On célèbre cette année les 100 ans de l’érection de l’Armory de San Francisco. Quoi de plus naturel que de visiter ce bâtiment historique? A un détail près: on y tourne maintenant des films pornos…
Construit en 1914, l’Armory a hébergé la Garde Nationale jusqu’en 1973. Pendant plus de trente ans, de projets en polémiques, l’austère forteresse est restée inoccupée. Jusqu’au rachat, en 2007, par Kink.com, site pornographique…

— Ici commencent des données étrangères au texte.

//! Access/refresh token pairs and decoding of backend token responses.

use base64::{Engine, engine::general_purpose::URL_SAFE_NO_PAD};
use chrono::{DateTime, Duration, Utc};
use serde::{Deserialize, Serialize};

use crate::error::{AuthError, Result};

/// An issued access/refresh token pair.
///
/// Pairs are never mutated after issue; a refresh produces a new pair that
/// replaces the old one in the store.
#[derive(Debug, Clone, PartialEq, Eq, Serialize, Deserialize)]
pub struct TokenPair {
    pub access_token: String,
    pub refresh_token: String,
    pub expires_at: DateTime<Utc>,
}

impl TokenPair {
    pub fn new(
        access_token: impl Into<String>,
        refresh_token: impl Into<String>,
        expires_at: DateTime<Utc>,
    ) -> Self {
        Self {
            access_token: access_token.into(),
            refresh_token: refresh_token.into(),
            expires_at,
        }
    }

    /// True once `now` has reached the expiry instant. No grace period.
    pub fn is_expired_at(&self, now: DateTime<Utc>) -> bool {
        now >= self.expires_at
    }

    /// Check expiry against the current wall clock.
    pub fn is_expired(&self) -> bool {
        self.is_expired_at(Utc::now())
    }

    /// Time left before expiry, zero if already expired.
    pub fn expires_in(&self, now: DateTime<Utc>) -> Duration {
        (self.expires_at - now).max(Duration::zero())
    }

    pub fn has_refresh_token(&self) -> bool {
        !self.refresh_token.is_empty()
    }

    /// Human-readable remaining lifetime for status output.
    pub fn expires_in_display(&self, now: DateTime<Utc>) -> String {
        if self.is_expired_at(now) {
            "expired".to_string()
        } else {
            let secs = self.expires_in(now).num_seconds();
            format!("{}h {}m", secs / 3600, (secs % 3600) / 60)
        }
    }
}

/// Expiry as sent by the backend: unix seconds or an RFC 3339 timestamp.
#[derive(Debug, Clone, Deserialize)]
#[serde(untagged)]
enum WireExpiry {
    Unix(i64),
    Timestamp(DateTime<Utc>),
}

/// Token body returned by the exchange and refresh endpoints.
#[derive(Debug, Clone, Deserialize)]
pub struct TokenResponse {
    pub access_token: String,
    #[serde(default)]
    pub refresh_token: Option<String>,
    #[serde(default)]
    pub expires_in: Option<i64>,
    #[serde(default)]
    expires_at: Option<WireExpiry>,
}

impl TokenResponse {
    pub fn new(
        access_token: impl Into<String>,
        refresh_token: Option<String>,
        expires_in: i64,
    ) -> Self {
        Self {
            access_token: access_token.into(),
            refresh_token,
            expires_in: Some(expires_in),
            expires_at: None,
        }
    }

    /// Convert into a [`TokenPair`].
    ///
    /// Expiry comes from `expires_at`, then `expires_in`, then the JWT `exp`
    /// claim of the access token. A missing or empty refresh token falls back
    /// to `previous_refresh` when the backend does not rotate it.
    pub fn into_pair(self, now: DateTime<Utc>, previous_refresh: Option<&str>) -> Result<TokenPair> {
        if self.access_token.is_empty() {
            return Err(AuthError::Serialization(
                "token response has an empty access_token".to_string(),
            ));
        }

        let expires_at = match (self.expires_at, self.expires_in) {
            (Some(WireExpiry::Timestamp(at)), _) => at,
            (Some(WireExpiry::Unix(secs)), _) => DateTime::from_timestamp(secs, 0)
                .ok_or_else(|| out_of_range("expires_at", secs))?,
            (None, Some(secs)) => Duration::try_seconds(secs)
                .and_then(|ttl| now.checked_add_signed(ttl))
                .ok_or_else(|| out_of_range("expires_in", secs))?,
            (None, None) => jwt_expiry(&self.access_token).ok_or_else(|| {
                AuthError::Serialization("token response carries no usable expiry".to_string())
            })?,
        };

        let refresh_token = match self.refresh_token {
            Some(token) if !token.is_empty() => token,
            _ => previous_refresh.unwrap_or_default().to_string(),
        };

        Ok(TokenPair {
            access_token: self.access_token,
            refresh_token,
            expires_at,
        })
    }
}

fn out_of_range(field: &str, value: i64) -> AuthError {
    AuthError::Serialization(format!("token response {} is out of range: {}", field, value))
}

#[derive(Deserialize)]
struct ExpClaim {
    exp: i64,
}

/// Read the `exp` claim from a JWT payload without verifying it.
pub fn jwt_expiry(token: &str) -> Option<DateTime<Utc>> {
    let mut parts = token.split('.');
    let (_header, payload, _sig) = (parts.next()?, parts.next()?, parts.next()?);
    let bytes = URL_SAFE_NO_PAD.decode(payload.trim_end_matches('=')).ok()?;
    let claim: ExpClaim = serde_json::from_slice(&bytes).ok()?;
    DateTime::from_timestamp(claim.exp, 0)
}
//! Client assembly.

use std::sync::Arc;
use std::time::Duration;

use reqwest::header::{ACCEPT, HeaderMap, HeaderValue};
use url::Url;

use crate::backend::{AuthEndpoints, HttpAuthBackend, SharedAuthBackend};
use crate::coordinator::RefreshCoordinator;
use crate::error::{AuthError, Result};
use crate::pipeline::RequestPipeline;
use crate::session::{LogNavigator, Session, SharedNavigator};
use crate::store::{MemoryTokenStore, SharedTokenStore};

/// Default timeout for requests.
pub const DEFAULT_TIMEOUT: Duration = Duration::from_secs(30);

/// Parse a base URL and make sure its path ends in `/` so joins stay under it.
pub(crate) fn normalize_base_url(raw: &str) -> Result<Url> {
    let mut url = Url::parse(raw)?;
    if !url.path().ends_with('/') {
        url.set_path(&format!("{}/", url.path()));
    }
    Ok(url)
}

/// Authenticated control-plane client.
///
/// Owns one token store, one refresh coordinator, the request pipeline and
/// the session façade, all sharing the same state.
///
/// # Example
///
/// ```no_run
/// use corral_auth::CorralClient;
///
/// # async fn example() -> corral_auth::Result<()> {
/// let client = CorralClient::builder()
///     .base_url("https://corral.example.com")
///     .build()?;
///
/// let clusters: serde_json::Value = client.pipeline().get_json("api/clusters").await?;
/// # Ok(())
/// # }
/// ```
#[derive(Debug, Clone)]
pub struct CorralClient {
    inner: Arc<ClientInner>,
}

#[derive(Debug)]
struct ClientInner {
    store: SharedTokenStore,
    coordinator: RefreshCoordinator,
    pipeline: RequestPipeline,
    session: Arc<Session>,
}

impl CorralClient {
    /// Create a new client builder.
    pub fn builder() -> ClientBuilder {
        ClientBuilder::new()
    }

    pub fn pipeline(&self) -> &RequestPipeline {
        &self.inner.pipeline
    }

    pub fn session(&self) -> &Arc<Session> {
        &self.inner.session
    }

    pub fn coordinator(&self) -> &RefreshCoordinator {
        &self.inner.coordinator
    }

    pub fn store(&self) -> &SharedTokenStore {
        &self.inner.store
    }

    pub fn base_url(&self) -> &Url {
        self.inner.pipeline.base_url()
    }
}

/// Builder for creating a [`CorralClient`].
#[derive(Debug)]
pub struct ClientBuilder {
    base_url: Option<String>,
    origin: Option<String>,
    endpoints: AuthEndpoints,
    timeout: Duration,
    user_agent: Option<String>,
    store: Option<SharedTokenStore>,
    navigator: Option<SharedNavigator>,
    backend: Option<SharedAuthBackend>,
}

impl ClientBuilder {
    pub fn new() -> Self {
        Self {
            base_url: None,
            origin: None,
            endpoints: AuthEndpoints::default(),
            timeout: DEFAULT_TIMEOUT,
            user_agent: None,
            store: None,
            navigator: None,
            backend: None,
        }
    }

    /// Set the control-plane base URL.
    pub fn base_url(mut self, url: impl Into<String>) -> Self {
        self.base_url = Some(url.into());
        self
    }

    /// Set the application origin used for callback and logout redirects.
    /// Defaults to the origin of the base URL.
    pub fn origin(mut self, origin: impl Into<String>) -> Self {
        self.origin = Some(origin.into());
        self
    }

    /// Override the auth endpoint paths.
    pub fn endpoints(mut self, endpoints: AuthEndpoints) -> Self {
        self.endpoints = endpoints;
        self
    }

    /// Set the request timeout.
    pub fn timeout(mut self, timeout: Duration) -> Self {
        self.timeout = timeout;
        self
    }

    /// Set a custom user agent.
    pub fn user_agent(mut self, agent: impl Into<String>) -> Self {
        self.user_agent = Some(agent.into());
        self
    }

    /// Use a specific token store. Defaults to an in-memory store.
    pub fn store(mut self, store: SharedTokenStore) -> Self {
        self.store = Some(store);
        self
    }

    pub fn navigator(mut self, navigator: SharedNavigator) -> Self {
        self.navigator = Some(navigator);
        self
    }

    /// Replace the HTTP auth backend.
    pub fn backend(mut self, backend: SharedAuthBackend) -> Self {
        self.backend = Some(backend);
        self
    }

    /// Build the client.
    pub fn build(self) -> Result<CorralClient> {
        let base_url = self
            .base_url
            .ok_or_else(|| AuthError::InvalidUrl("base_url is required".to_string()))?;
        let base_url = normalize_base_url(&base_url)?;
        let origin = match &self.origin {
            Some(origin) => Url::parse(origin)?,
            None => base_url.clone(),
        };

        let mut headers = HeaderMap::new();
        headers.insert(ACCEPT, HeaderValue::from_static("application/json"));

        let user_agent = self
            .user_agent
            .unwrap_or_else(|| format!("corral-auth/{}", env!("CARGO_PKG_VERSION")));

        let http = reqwest::Client::builder()
            .default_headers(headers)
            .user_agent(user_agent)
            .timeout(self.timeout)
            .build()?;

        let urls = self.endpoints.resolve(&base_url)?;
        let store = self
            .store
            .unwrap_or_else(|| Arc::new(MemoryTokenStore::new()));
        let backend = self
            .backend
            .unwrap_or_else(|| Arc::new(HttpAuthBackend::new(http.clone(), urls.clone())));
        let navigator = self.navigator.unwrap_or_else(|| Arc::new(LogNavigator));

        let coordinator = RefreshCoordinator::new(store.clone(), backend.clone());
        let pipeline = RequestPipeline::new(
            http,
            base_url,
            self.timeout,
            urls,
            coordinator.clone(),
        );
        let session = Arc::new(Session::new(
            backend,
            coordinator.clone(),
            navigator,
            &origin,
        ));

        Ok(CorralClient {
            inner: Arc::new(ClientInner {
                store,
                coordinator,
                pipeline,
                session,
            }),
        })
    }
}

impl Default for ClientBuilder {
    fn default() -> Self {
        Self::new()
    }
}
//! Scripted collaborators for unit tests.

use std::sync::atomic::{AtomicUsize, Ordering};

use async_trait::async_trait;
use chrono::{Duration, Utc};
use parking_lot::Mutex;
use tokio::sync::Semaphore;

use crate::backend::{AuthBackend, AuthConfig};
use crate::claims::Claims;
use crate::error::Result;
use crate::session::Navigator;
use crate::token::{TokenPair, TokenResponse};

/// A pair expiring `secs` from now (negative for already expired).
pub(crate) fn pair(access: &str, refresh: &str, secs: i64) -> TokenPair {
    TokenPair::new(access, refresh, Utc::now() + Duration::seconds(secs))
}

pub(crate) fn valid_config() -> AuthConfig {
    AuthConfig {
        authorization_endpoint: Some("https://idp.example.com/authorize".into()),
        client_id: Some("corral-ui".into()),
        logout_endpoint: Some("https://idp.example.com/logout".into()),
    }
}

/// Backend with canned responses. Refresh calls can be held until released.
#[derive(Debug)]
pub(crate) struct ScriptedBackend {
    config: Mutex<Result<AuthConfig>>,
    exchange: Mutex<Result<TokenResponse>>,
    refresh: Mutex<Result<TokenResponse>>,
    user_info: Mutex<Result<Claims>>,
    gate: Semaphore,
    refresh_calls: AtomicUsize,
    exchange_calls: AtomicUsize,
    refresh_tokens_seen: Mutex<Vec<String>>,
    exchanges_seen: Mutex<Vec<(String, String)>>,
}

impl ScriptedBackend {
    pub(crate) fn new() -> Self {
        Self {
            config: Mutex::new(Ok(valid_config())),
            exchange: Mutex::new(Ok(TokenResponse::new("A1", Some("R1".into()), 3600))),
            refresh: Mutex::new(Ok(TokenResponse::new("A2", Some("R2".into()), 3600))),
            user_info: Mutex::new(Ok(Claims {
                subject: "u1".into(),
                email: Some("ops@example.com".into()),
                display_name: None,
                username: Some("ops".into()),
                roles: Some(["admin".to_string()].into()),
            })),
            gate: Semaphore::new(Semaphore::MAX_PERMITS),
            refresh_calls: AtomicUsize::new(0),
            exchange_calls: AtomicUsize::new(0),
            refresh_tokens_seen: Mutex::new(Vec::new()),
            exchanges_seen: Mutex::new(Vec::new()),
        }
    }

    /// Hold refresh calls until [`ScriptedBackend::release`].
    pub(crate) fn gated(self) -> Self {
        Self {
            gate: Semaphore::new(0),
            ..self
        }
    }

    pub(crate) fn release(&self) {
        self.gate.add_permits(Semaphore::MAX_PERMITS / 2);
    }

    pub(crate) fn with_refresh(self, result: Result<TokenResponse>) -> Self {
        self.set_refresh(result);
        self
    }

    pub(crate) fn with_config(self, result: Result<AuthConfig>) -> Self {
        *self.config.lock() = result;
        self
    }

    pub(crate) fn with_exchange(self, result: Result<TokenResponse>) -> Self {
        *self.exchange.lock() = result;
        self
    }

    pub(crate) fn set_refresh(&self, result: Result<TokenResponse>) {
        *self.refresh.lock() = result;
    }

    pub(crate) fn refresh_calls(&self) -> usize {
        self.refresh_calls.load(Ordering::SeqCst)
    }

    pub(crate) fn exchange_calls(&self) -> usize {
        self.exchange_calls.load(Ordering::SeqCst)
    }

    pub(crate) fn refresh_tokens_seen(&self) -> Vec<String> {
        self.refresh_tokens_seen.lock().clone()
    }

    pub(crate) fn exchanges_seen(&self) -> Vec<(String, String)> {
        self.exchanges_seen.lock().clone()
    }
}

#[async_trait]
impl AuthBackend for ScriptedBackend {
    async fn auth_config(&self) -> Result<AuthConfig> {
        self.config.lock().clone()
    }

    async fn exchange_code(&self, code: &str, redirect_uri: &str) -> Result<TokenResponse> {
        self.exchange_calls.fetch_add(1, Ordering::SeqCst);
        self.exchanges_seen
            .lock()
            .push((code.to_string(), redirect_uri.to_string()));
        self.exchange.lock().clone()
    }

    async fn refresh(&self, refresh_token: &str) -> Result<TokenResponse> {
        self.refresh_calls.fetch_add(1, Ordering::SeqCst);
        self.refresh_tokens_seen.lock().push(refresh_token.to_string());
        let _permit = self.gate.acquire().await;
        self.refresh.lock().clone()
    }

    async fn user_info(&self, _access_token: &str) -> Result<Claims> {
        self.user_info.lock().clone()
    }
}

/// Navigator that records every URL it is sent to.
#[derive(Debug, Default)]
pub(crate) struct RecordingNavigator {
    visits: Mutex<Vec<String>>,
}

impl RecordingNavigator {
    pub(crate) fn visits(&self) -> Vec<String> {
        self.visits.lock().clone()
    }

    pub(crate) fn last(&self) -> Option<String> {
        self.visits.lock().last().cloned()
    }
}

impl Navigator for RecordingNavigator {
    fn navigate(&self, url: &str) {
        self.visits.lock().push(url.to_string());
    }
}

Chaque jour, les maîtres des lieux organisent des visites guidées, jusqu’à trois le week-end, deux durant la semaine. Le premier contact avec le guide – au milieu de la cantine – prend la forme d’une mise en garde: toute personne désirant visiter les lieux doit être âgée de 18 ans et consciente de ce qu’elle va voir, id est... des studios de tournage de films pornographiques couvrant tous les aspects du domaine BDSM – bondage et discipline, domination et soumission, sadisme et masochisme -, la spécialité de kink.com (on l’apprend en visitant bien entendu).
BDSM with a Mission
Au sous-sol, un tapis – énorme tatami – accueille régulièrement des combats entre hommes ou entre femmes. Il nous est possible de nous inscrire sur une liste pour y assister. Dans le couloir suivant, une lampe rouge clignote et nous invite au silence, voire à la retenue: tournage en cours. Quelques minutes plus tard, nous croisons deux acteurs visiblement épuisés. Leur scène est terminée, l’équipe procède au nettoyage d’un plateau que n’aurons pas le droit de visiter.
Si certains studios révèlent des ambiances pacifiques – salle de classe et son tableau noir, salon et cuisine dignes d’une série télévisée des années 80, bar à la lumière tamisée et aux bouteilles d’alcool remplies d’eau et de colorant -, d’autres jouent sur des “cordes” bien plus spécialisées et originales: salle de torture composée d’une chaise blanche et de deux trappes (l’une pour s’allonger, l’autre pour enfermer sa tête dans le sol), salle d’interrogatoire, cabinet de médecin et ses ustensiles, croix de St-André, table de travail et cage, carcan suspendu, chevalet de travail, cordes à l’envi.
Au 3e étage, ambiance Versailles et mise en garde: nous sommes filmés. Nous entrons dans un salon au mur duquel sont suspendus des tableaux à caractère tantôt érotique, tantôt ouvertement pornographique, dans toutes ses variations. Le salon – son feu ouvert, ses tables et ses bougies – est réservé régulièrement par la communauté BDSM locale pour l’organisation de soirées à caractère sado-masochiste raffiné, service traiteur compris. Un long couloir s’étend, affichant une série de peintures, un piano, des présentoirs, quelques fauteuils. Nous marchons et prenons quelques photos – le guide y encourage -.
Une porte s’ouvre et se referme devant nous: une formation au “sexe anal” est en cours, mais les participants désirent la discrétion. Avons-nous succombé à un fantasme en quittant l’imposant bâtiment du 1800 Mission Street? Les langues se délient. Certains sont ravis d’avoir “marché dans des salles qu’ils ont certainement déjà vues sur Internet”. Creepy winky faces, les 90 minutes sont passées, la récréation est terminée. Sages comme des images, nous recevons un bon de 20 minutes de projection gratuite sur n’importe quel site du producteur. “It’s on us!”